ある書店でのことです。子どもの本の棚の前に、ひと組の母子がいました。子どもは3、4歳の女の子、母親は30歳くらいです。その母子を観察していると、おもしろいことがわかってきました。

子どもが、棚の前に平積みしてある絵本をひとつ一つ見ていきます。ある本は表紙を見ただけで手を離し、ある本はページをめくってじっと見ていきます。母親は子どもの後ろに立って、その子が本を少し乱暴に置いたときだけ「あら、きちんと置きましょ」という時以外、「早くしなさい」「それより、こっちの方が」などと余計な口をはさみません。およそ、15分、思わず、その母親に声をかけてみると、こんなことを語ってくれました。

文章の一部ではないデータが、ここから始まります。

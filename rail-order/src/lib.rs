pub mod ledger;
pub mod state;
pub mod audit;
pub mod service;

pub use ledger::{BookingError, BookingLedger, PassengerBookingIndex};
pub use state::LedgerState;
pub use audit::audit_records;
pub use service::ReservationService;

「平均すると、ひと月に4、5回子どもを書店に連れてきます。その日は子どもが主役で、他の買物はしません。本は子どもに選ばせます。子どもはまだ字が読めないから、本の内容がわかるはずはありませんが、絵を見ながら物語の中身を想像するのでしょう。どんなに長くても、20分くらいで結論をだします。こうして買いたい本が決まれば、子どもにお金を渡し、自分で支払いをさせます。こうして、その本どんなお話かなぁ、などと語りあいながら家へもどり、すぐ読み聞かせに入ります。すると、その本のことで頭がいっぱいになっている子どもは、息を殺すように聞いてくれます」

とても印象的な話がうかがえました。こういうやりかたも、時には実践したいものです。